Par ailleurs, l'article L111-24 du code de la construction et de l'habitation dispose que le contrôleur technique n'est tenu vis-à-vis des constructeurs à supporter la réparation du dommage qu'à concurrence de la part de responsabilité susceptible d'être mise à sa charge.



La condamnation in solidum prononcée par les juges consulaires à hauteur de 84 433,36 euros est justifiée et sera donc confirmée.



Les conditions générales- annexe A de la convention de contrôle technique mentionne à l'article 5 une clause selon laquelle dans les cas où les dispositions de l'article L 111-24 du code de la construction et de l'habitation ne sont pas applicables, la responsabilité ne saurait être engagée au-delà de deux fois le montant des honoraires perçus par le contrôleur technique au titre de la mission pour laquelle sa responsabilité serait retenue.
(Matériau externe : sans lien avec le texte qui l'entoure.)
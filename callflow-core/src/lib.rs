//! Core request types for callflow.
//!
//! This crate holds the transport-independent pieces of a request:
//!
//! - `headers`: Effective request headers for JSON mode
//! - `body`: Request body values and wire encoding
//! - `media`: Media type detection
//! - `status`: Terminal status tags and error reasons

mod body;
mod headers;
mod media;
mod status;

pub use body::*;
pub use headers::*;
pub use media::*;
pub use status::*;
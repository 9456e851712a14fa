//! Future-based HTTP requests over an event-emitting transport.
//!
//! This crate turns the events of an `XMLHttpRequest`-shaped transport call
//! (`load`, `error`, `abort`, `timeout`, `readystatechange`, progress) into
//! exactly one [`Response`] per request.
//!
//! ## Features
//!
//! - JSON mode: `Accept`/`Content-Type` defaults, body serialization and
//!   response parsing
//! - Bounded redirect following, cancelable at any point in the chain
//! - Timeouts, with a fallback timer for transports that never report one
//! - Download and upload progress callbacks
//! - Idempotent abort
//! - A hyper-based transport with rustls for HTTPS
//!
//! ## Example
//!
//! ```ignore
//! use callflow_client::{Body, Client, RequestOptions};
//! use std::time::Duration;
//!
//! let client = Client::builder()
//!     .json(true)
//!     .timeout(Duration::from_secs(10))
//!     .build()?;
//!
//! let response = client
//!     .request(
//!         RequestOptions::post("https://api.example.com/items")
//!             .data(Body::json(&item)?)
//!             .max_redirects(3),
//!     )
//!     .await;
//!
//! match response.error() {
//!     None => println!("{} {:?}", response.status(), response.data()),
//!     Some(reason) => eprintln!("request failed ({reason}): {:?}", response.cause()),
//! }
//! ```
//!
//! ## Outcomes
//!
//! Awaiting a [`Request`] never fails. Failures are described by
//! [`Response::error`] (`timeout`, `abort` or `error`) and
//! [`Response::cause`]. A request that received any HTTP response, including
//! a 4xx or 5xx, ends in `success`; check [`Response::success`] for the
//! status class.
//!
//! ## Redirects
//!
//! The transport is expected not to follow redirects. When a call loads with
//! a status in `301..=399` and a `Location` header, and
//! [`RequestOptions::max_redirects`] allows it, a new attempt is issued to
//! the resolved location. [`RequestOptions::on_redirect`] can veto each hop.
//! The first request settles with the outcome of the last attempt, and
//! aborting it aborts whichever attempt is in flight.
//!
//! ```ignore
//! let request = client.request(
//!     RequestOptions::get("https://example.com/old")
//!         .max_redirects(5)
//!         .on_redirect(|next, _current| next.url().starts_with("https://")),
//! );
//! let response = request.clone().await;
//! println!("landed on {}", request.last().options().url());
//! ```
//!
//! ## Custom transports
//!
//! Implement [`Transport`](transport::Transport) for the call and
//! [`Connect`](transport::Connect) for the factory, then pass the factory to
//! [`ClientBuilder::connector`].

mod builder;
mod client;
mod driver;
mod error;
mod lifecycle;
mod options;
mod redirect;
mod request;
mod response;
pub mod transport;

pub use builder::{ClientBuildError, ClientBuilder, defaults};
pub use client::Client;
pub use error::{RequestError, TransportError, classify};
pub use lifecycle::Lifecycle;
pub use options::{ProgressCallback, RedirectCallback, RequestOptions};
pub use redirect::next_location;
pub use request::{Request, ResponseFuture};
pub use response::{Response, ResponseData};

// Re-export transport types at the top level for convenience
pub use transport::{
    EventKind, HyperConnector, HyperConnectorBuilder, ProgressEvent, ReadyState, ResponseType,
    TlsClientConfig, TransportEvent,
};

// Re-export core types that users need
pub use callflow_core::{Body, EndStatus, ErrorReason, effective_headers, encode_body};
Il ressort des conventions de contrôle technique que la société Pierre de Lune immobilier a accepté ces conditions générales CG CT 2010 02 du 13 avril 2010. La société Qualiconsult est, par suite, fondée à lui opposer cette clause.



En raison des fautes respectives commises par les sociétés Abscisse Réalisations, Cigma Akenine et Qualiconsult et de leur part de responsabilité, ci-dessus examinée, il y a lieu d'accueillir les recours en garantie à raison d'un tiers chacune, de sorte que les condamnations mises à leur charge seront réparties dans leurs rapports entre elles dans ces proportions.



L'équité justifie d'allouer à la SCCV Pierre de Lune immobilier une indemnité complémentaire au titre de ses frais irrépétibles, les autres demandes formulées à ce titre étant rejetées.



PAR CES MOTIFS



Déclare irrecevable la prétention financière de la SCCV Pierre de Lune immobilier relative à la taxe sur la valeur ajoutée ;



Confirme le jugement déféré en toutes ses dispositions ;



Y ajoutant,



Dit que la société Qualiconsult est fondée à opposer à la SCCV Pierre de Lune immobilier la clause selon laquelle sa responsabilité ne saurait être engagée au-delà de deux fois le montant des honoraires perçus au titre de sa mission ;



Dit que, dans leur rapport entre elles, l'ensemble des condamnations mises à la charge des sociétés Abscisse Réalisations, Cigma Akenine et Qualiconsult est réparti dans les proportions de un tiers chacune, en tant que de besoin les condamne dans ces proportions ;



Condamne la société Abscisse Réalisations, la société Cigma Akenine et la société Qualiconsult à verser à la SCCV Pierre de Lune immobilier, chacune, la somme de 2 000 euros sur le fondement de l'article 700 du code de procédure civile en cause d'appel ;



Rejette toute autre demande ;



Condamne in solidum la société Abscisse Réalisations, la société Cigma Akenine et la société Qualiconsult aux dépens d'appel.